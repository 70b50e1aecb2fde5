//! Violation aggregation and health scoring.

use std::sync::Arc;

use serde::{Deserialize, Serialize};

use crate::core::evaluator::{CapacityEvaluator, Violation};
use crate::core::rules::{RuleRegistry, ScopeRef, ScopeType};
use crate::core::EngineError;
use crate::infra::store::UsageStore;
use crate::util::clock::Clock;

/// Optional constraints for a status sweep.
#[derive(Debug, Clone, Default, Serialize, Deserialize)]
pub struct StatusFilter {
    /// Only scopes at this level.
    pub scope_type: Option<ScopeType>,
    /// Only this scope id.
    pub scope_id: Option<String>,
}

/// Dashboard classification derived from the health score.
#[derive(Debug, Clone, Copy, PartialEq, Eq, Serialize, Deserialize)]
#[serde(rename_all = "snake_case")]
pub enum DashboardStatus {
    /// Score 80 or above.
    Healthy,
    /// Score 60 to 79.
    Degraded,
    /// Score below 60.
    Critical,
}

impl DashboardStatus {
    /// Classify a 0-100 health score.
    pub const fn from_score(score: u8) -> Self {
        if score >= 80 {
            Self::Healthy
        } else if score >= 60 {
            Self::Degraded
        } else {
            Self::Critical
        }
    }
}

/// Aggregate figures for a status sweep.
#[derive(Debug, Clone, PartialEq, Eq, Serialize, Deserialize)]
pub struct HealthSummary {
    /// 0-100 aggregate; 100 means no active violations.
    pub health_score: u8,
    /// Rules evaluated across all checked scopes.
    pub total_rules: usize,
    /// Rules currently violated.
    pub violated_rules: usize,
    /// Dashboard classification of the score.
    pub status: DashboardStatus,
}

/// Current violations plus an aggregate health score.
#[derive(Debug, Clone, PartialEq, Eq, Serialize, Deserialize)]
pub struct LimitStatus {
    /// Every active violation across the checked scopes.
    pub violations: Vec<Violation>,
    /// Scopes included in the sweep.
    pub checked_scopes: Vec<ScopeRef>,
    /// Aggregate figures.
    pub summary: HealthSummary,
}

/// Recomputes violations across known scopes and scores overall health.
pub struct HealthMonitor {
    evaluator: Arc<CapacityEvaluator>,
    rules: Arc<RuleRegistry>,
    store: Arc<dyn UsageStore>,
    clock: Arc<dyn Clock>,
}

impl HealthMonitor {
    /// Create a monitor over the evaluator and the store's scope inventory.
    pub fn new(
        evaluator: Arc<CapacityEvaluator>,
        rules: Arc<RuleRegistry>,
        store: Arc<dyn UsageStore>,
        clock: Arc<dyn Clock>,
    ) -> Self {
        Self {
            evaluator,
            rules,
            store,
            clock,
        }
    }

    /// Sweep every known scope matching `filter` and score the result.
    ///
    /// `health_score = clamp(100 - sum(penalty(priority)), 0, 100)` where
    /// the penalty shrinks as the priority number grows, so a priority-1
    /// violation hurts more than a priority-5 one.
    pub async fn status(&self, filter: &StatusFilter) -> Result<LimitStatus, EngineError> {
        let now = self.clock.now();
        let scopes: Vec<ScopeRef> = self
            .store
            .known_scopes()
            .await?
            .into_iter()
            .filter(|s| filter.scope_type.is_none_or(|t| s.scope_type == t))
            .filter(|s| {
                filter
                    .scope_id
                    .as_ref()
                    .is_none_or(|id| s.scope_id == *id)
            })
            .collect();

        let mut violations = Vec::new();
        let mut total_rules = 0;
        for scope in &scopes {
            total_rules += self.rules.rules_for(scope).len();
            violations.extend(self.evaluator.violations_for_scope(scope, now).await?);
        }

        let penalty_total: u32 = violations.iter().map(|v| penalty(v.rule.priority)).sum();
        #[allow(clippy::cast_possible_truncation)]
        let health_score = 100u32.saturating_sub(penalty_total).min(100) as u8;
        let summary = HealthSummary {
            health_score,
            total_rules,
            violated_rules: violations.len(),
            status: DashboardStatus::from_score(health_score),
        };
        tracing::debug!(
            checked_scopes = scopes.len(),
            violated_rules = summary.violated_rules,
            health_score,
            "status sweep complete"
        );

        Ok(LimitStatus {
            violations,
            checked_scopes: scopes,
            summary,
        })
    }
}

/// Penalty weight for one violation; priority 1 penalizes most.
const fn penalty(priority: u8) -> u32 {
    let p = if priority == 0 { 1 } else { priority as u32 };
    let weight = 25 / p;
    if weight < 3 {
        3
    } else {
        weight
    }
}
//! Integration tests for runtime reconfiguration and health reporting.
//!
//! These tests validate:
//! 1. Export/import round-trip idempotence
//! 2. Atomic, all-or-nothing imports
//! 3. That imports take effect immediately (cache dropped on swap)
//! 4. Health scoring, dashboard classification, and monotonicity
//! 5. Decision audit recording

use std::sync::Arc;

use parking_lot::Mutex;
use postgate::api::{CapacityEngine, CheckRequest};
use postgate::builders::{build_engine, EngineBuilder};
use postgate::config::{EngineConfig, CONFIG_FORMAT_VERSION};
use postgate::core::{
    AuditEvent, AuditSink, DashboardStatus, EngineError, LimitRule, ScopeRef, ScopeType,
    StatusFilter,
};
use postgate::infra::store::InMemoryUsageStore;
use postgate::util::clock::ManualClock;

const HOUR: u64 = 3600;
const T0: u64 = 500 * HOUR;

fn rule(id: &str, scope_type: ScopeType, window_secs: u64, max_actions: u64, priority: u8) -> LimitRule {
    LimitRule {
        id: id.into(),
        scope_type,
        window_secs,
        max_actions,
        priority,
        scope_id_filter: None,
    }
}

fn engine_with(
    rules: Vec<LimitRule>,
) -> (Arc<InMemoryUsageStore>, Arc<ManualClock>, CapacityEngine) {
    let store = Arc::new(InMemoryUsageStore::new());
    let clock = Arc::new(ManualClock::new(T0));
    let cfg = EngineConfig {
        cache_ttl_secs: 60,
        rules,
        ..EngineConfig::default()
    };
    let engine = build_engine(cfg, store.clone(), clock.clone()).unwrap();
    (store, clock, engine)
}

fn account_req(id: &str) -> CheckRequest {
    CheckRequest {
        account_id: id.into(),
        group_id: None,
        app_id: None,
    }
}

#[tokio::test]
async fn import_of_export_is_observationally_identical() {
    let (_store, _clock, engine) = engine_with(vec![
        rule("acct-hourly", ScopeType::Account, HOUR, 5, 1),
        rule("group-hourly", ScopeType::Group, HOUR, 50, 2),
    ]);

    let exported = engine.export_config();
    assert_eq!(exported.version, CONFIG_FORMAT_VERSION);

    let before = engine.registry().snapshot();
    let outcome = engine.import_config(&exported).await.unwrap();
    assert_eq!(outcome.imported_rules, 2);
    assert_eq!(engine.registry().snapshot(), before);
}

#[tokio::test]
async fn failed_import_leaves_old_rules_in_effect() {
    let (store, _clock, engine) =
        engine_with(vec![rule("acct-hourly", ScopeType::Account, HOUR, 5, 1)]);
    store.seed(ScopeRef::new(ScopeType::Account, "acct-1"), HOUR, T0, 5);

    let mut bad = engine.export_config();
    bad.rules[0].max_actions = 0;
    assert!(matches!(
        engine.import_config(&bad).await,
        Err(EngineError::Validation(_))
    ));

    // The old five-per-hour rule still applies.
    let decision = engine.check_capacity(&account_req("acct-1")).await.unwrap();
    assert!(!decision.allowed);
}

#[tokio::test]
async fn successful_import_takes_effect_immediately() {
    let (store, _clock, engine) =
        engine_with(vec![rule("acct-hourly", ScopeType::Account, HOUR, 5, 1)]);
    store.seed(ScopeRef::new(ScopeType::Account, "acct-1"), HOUR, T0, 5);

    // Prime the cache with the denied state.
    assert!(!engine.check_capacity(&account_req("acct-1")).await.unwrap().allowed);

    let mut raised = engine.export_config();
    raised.rules[0].max_actions = 10;
    engine.import_config(&raised).await.unwrap();

    // The import drops the cache, so the relaxed limit applies at once.
    let decision = engine.check_capacity(&account_req("acct-1")).await.unwrap();
    assert!(decision.allowed);
    assert_eq!(decision.remaining_slots, Some(5));
}

#[tokio::test]
async fn status_with_no_usage_is_perfectly_healthy() {
    let (_store, _clock, engine) =
        engine_with(vec![rule("acct-hourly", ScopeType::Account, HOUR, 5, 1)]);

    let status = engine.get_status(&StatusFilter::default()).await.unwrap();
    assert!(status.violations.is_empty());
    assert!(status.checked_scopes.is_empty());
    assert_eq!(status.summary.health_score, 100);
    assert_eq!(status.summary.status, DashboardStatus::Healthy);
}

#[tokio::test]
async fn violations_lower_the_score_by_priority_weight() {
    let (store, _clock, engine) = engine_with(vec![
        rule("app-hourly", ScopeType::App, HOUR, 10, 1),
        rule("acct-hourly", ScopeType::Account, HOUR, 5, 5),
    ]);

    // One low-priority account violation.
    store.seed(ScopeRef::new(ScopeType::Account, "acct-1"), HOUR, T0, 5);
    let status = engine.get_status(&StatusFilter::default()).await.unwrap();
    assert_eq!(status.summary.violated_rules, 1);
    let low_priority_score = status.summary.health_score;
    assert!(low_priority_score < 100);
    assert_eq!(status.summary.status, DashboardStatus::Healthy);

    // Adding a priority-1 app violation can only drop the score further.
    store.seed(ScopeRef::new(ScopeType::App, "app-1"), HOUR, T0, 10);
    engine.clear_cache().await;
    let status = engine.get_status(&StatusFilter::default()).await.unwrap();
    assert_eq!(status.summary.violated_rules, 2);
    assert!(status.summary.health_score < low_priority_score);
    assert_eq!(status.summary.status, DashboardStatus::Degraded);
}

#[tokio::test]
async fn status_filter_narrows_the_sweep() {
    let (store, _clock, engine) = engine_with(vec![
        rule("acct-hourly", ScopeType::Account, HOUR, 5, 1),
        rule("group-hourly", ScopeType::Group, HOUR, 3, 2),
    ]);
    store.seed(ScopeRef::new(ScopeType::Account, "acct-1"), HOUR, T0, 5);
    store.seed(ScopeRef::new(ScopeType::Group, "team-a"), HOUR, T0, 3);

    let accounts_only = engine
        .get_status(&StatusFilter {
            scope_type: Some(ScopeType::Account),
            scope_id: None,
        })
        .await
        .unwrap();
    assert_eq!(accounts_only.checked_scopes.len(), 1);
    assert_eq!(accounts_only.summary.violated_rules, 1);
    assert_eq!(
        accounts_only.violations[0].scope.scope_type,
        ScopeType::Account
    );

    let one_group = engine
        .get_status(&StatusFilter {
            scope_type: None,
            scope_id: Some("team-a".into()),
        })
        .await
        .unwrap();
    assert_eq!(one_group.checked_scopes.len(), 1);
    assert_eq!(one_group.violations[0].scope.scope_id, "team-a");
}

/// Audit sink that shares its event log with the test.
#[derive(Clone, Default)]
struct SharedSink {
    events: Arc<Mutex<Vec<AuditEvent>>>,
}

impl AuditSink for SharedSink {
    fn record(&mut self, event: AuditEvent) {
        self.events.lock().push(event);
    }
}

#[tokio::test]
async fn decisions_and_admin_actions_are_audited() {
    let sink = SharedSink::default();
    let store = Arc::new(InMemoryUsageStore::new());
    let clock = Arc::new(ManualClock::new(T0));
    let cfg = EngineConfig {
        rules: vec![rule("acct-hourly", ScopeType::Account, HOUR, 1, 1)],
        ..EngineConfig::default()
    };
    let engine = EngineBuilder::new(cfg, store.clone(), clock)
        .with_audit(Box::new(sink.clone()))
        .build()
        .unwrap();

    assert!(engine.check_capacity(&account_req("acct-1")).await.unwrap().allowed);
    store.seed(ScopeRef::new(ScopeType::Account, "acct-1"), HOUR, T0, 1);
    engine.clear_cache().await;
    assert!(!engine.check_capacity(&account_req("acct-1")).await.unwrap().allowed);
    let exported = engine.export_config();
    engine.import_config(&exported).await.unwrap();

    let events = sink.events.lock();
    let actions: Vec<&str> = events.iter().map(|e| e.action.as_str()).collect();
    assert!(actions.contains(&"check_allow"));
    assert!(actions.contains(&"check_deny"));
    assert!(actions.contains(&"cache_clear"));
    assert!(actions.contains(&"config_import"));
    // Event timestamps come from the injected clock, not wall time.
    assert!(events.iter().all(|e| e.created_at == T0));
}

**DESCRIPTION OF THE TASK**: After locating the line that holds "self.events.lock().push(event);", print it and each line after it through the end of the data, exactly as it stands.

**RESULT FOR THIS EXERCISE**:
        self.events.lock().push(event);
    }
}

#[tokio::test]
async fn decisions_and_admin_actions_are_audited() {
    let sink = SharedSink::default();
    let store = Arc::new(InMemoryUsageStore::new());
    let clock = Arc::new(ManualClock::new(T0));
    let cfg = EngineConfig {
        rules: vec![rule("acct-hourly", ScopeType::Account, HOUR, 1, 1)],
        ..EngineConfig::default()
    };
    let engine = EngineBuilder::new(cfg, store.clone(), clock)
        .with_audit(Box::new(sink.clone()))
        .build()
        .unwrap();

    assert!(engine.check_capacity(&account_req("acct-1")).await.unwrap().allowed);
    store.seed(ScopeRef::new(ScopeType::Account, "acct-1"), HOUR, T0, 1);
    engine.clear_cache().await;
    assert!(!engine.check_capacity(&account_req("acct-1")).await.unwrap().allowed);
    let exported = engine.export_config();
    engine.import_config(&exported).await.unwrap();

    let events = sink.events.lock();
    let actions: Vec<&str> = events.iter().map(|e| e.action.as_str()).collect();
    assert!(actions.contains(&"check_allow"));
    assert!(actions.contains(&"check_deny"));
    assert!(actions.contains(&"cache_clear"));
    assert!(actions.contains(&"config_import"));
    // Event timestamps come from the injected clock, not wall time.
    assert!(events.iter().all(|e| e.created_at == T0));
}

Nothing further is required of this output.